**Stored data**

◆ ◆ ◆ ◆

//! Raw selection validation
//!
//! Turns the loosely typed values captured by UI controls into a
//! [`LearnerProfile`]. Nothing is silently corrected: an unknown label, a
//! skill outside the domain vocabulary or an out-of-range hour count is
//! returned to the caller as a [`ValidationError`].

use serde::{Deserialize, Serialize};
use std::collections::BTreeSet;
use tracing::debug;

use super::{
    CareerGoal, Domain, ExperienceBucket, LearnerProfile, LearningStyle, StudyPace, TargetSkill,
};
use crate::error::ValidationError;

/// Lowest accepted weekly commitment
pub const MIN_WEEKLY_HOURS: i64 = 2;

/// Highest accepted weekly commitment
pub const MAX_WEEKLY_HOURS: i64 = 40;

/// Selections exactly as captured by the presentation layer
#[derive(Debug, Clone, Default, Serialize, Deserialize)]
#[serde(default)]
pub struct RawSelections {
    pub domain: String,
    pub skills: Vec<String>,
    /// Defaults to "1-3" when absent
    pub experience: Option<String>,
    pub goals: Vec<String>,
    pub target_skills: Vec<String>,
    /// Defaults to "Moderate" when absent
    pub pace: Option<String>,
    pub weekly_hours: i64,
    pub styles: Vec<String>,
}

/// Policy knobs for profile construction
#[derive(Debug, Clone, Default, PartialEq, Eq, Serialize, Deserialize)]
#[serde(default)]
pub struct ProfilePolicy {
    /// Reject profiles with no target skill
    pub require_target_skill: bool,
}

/// Validates raw selections into learner profiles
#[derive(Debug, Clone, Default)]
pub struct ProfileBuilder {
    policy: ProfilePolicy,
}

impl ProfileBuilder {
    pub fn new(policy: ProfilePolicy) -> Self {
        Self { policy }
    }

    /// Build a profile from raw selections
    pub fn build(&self, raw: &RawSelections) -> Result<LearnerProfile, ValidationError> {
        let domain = Domain::from_label(&raw.domain).ok_or_else(|| unknown("domain", &raw.domain))?;

        let mut skills = BTreeSet::new();
        for skill in &raw.skills {
            let canonical = domain.canonical_skill(skill).ok_or_else(|| ValidationError::InvalidSkill {
                domain: domain.to_string(),
                skill: skill.trim().to_string(),
            })?;
            skills.insert(canonical.to_string());
        }

        let experience = match &raw.experience {
            Some(label) => ExperienceBucket::from_label(label).ok_or_else(|| unknown("experience", label))?,
            None => ExperienceBucket::default(),
        };

        let goals = parse_all("career goal", &raw.goals, CareerGoal::from_label)?;
        let target_skills = parse_all("target skill", &raw.target_skills, TargetSkill::from_label)?;
        if self.policy.require_target_skill && target_skills.is_empty() {
            return Err(ValidationError::EmptySelection { field: "target skill" });
        }

        let pace = match &raw.pace {
            Some(label) => StudyPace::from_label(label).ok_or_else(|| unknown("study pace", label))?,
            None => StudyPace::default(),
        };

        if !(MIN_WEEKLY_HOURS..=MAX_WEEKLY_HOURS).contains(&raw.weekly_hours) {
            return Err(ValidationError::OutOfRange {
                field: "weekly hours",
                value: raw.weekly_hours,
                min: MIN_WEEKLY_HOURS,
                max: MAX_WEEKLY_HOURS,
            });
        }

        let styles = parse_all("learning style", &raw.styles, LearningStyle::from_label)?;

        let profile = LearnerProfile {
            domain,
            skills,
            experience,
            goals,
            target_skills,
            pace,
            // range checked above
            weekly_hours: raw.weekly_hours as u32,
            styles,
        };
        debug!(
            "Built profile: domain={} skills={} targets={} hours={}",
            profile.domain,
            profile.skills.len(),
            profile.target_skills.len(),
            profile.weekly_hours
        );
        Ok(profile)
    }
}

fn unknown(field: &'static str, value: &str) -> ValidationError {
    ValidationError::UnknownOption {
        field,
        value: value.trim().to_string(),
    }
}

fn parse_all<T: Ord>(
    field: &'static str,
    labels: &[String],
    parse: fn(&str) -> Option<T>,
) -> Result<BTreeSet<T>, ValidationError> {
    labels
        .iter()
        .map(|label| parse(label).ok_or_else(|| unknown(field, label)))
        .collect()
}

◆ ◆ ◆ ◆

**Your instructions**
Each line above with the word "styles" must be returned.

**Result**
    pub styles: Vec<String>,
        let styles = parse_all("learning style", &raw.styles, LearningStyle::from_label)?;
            styles,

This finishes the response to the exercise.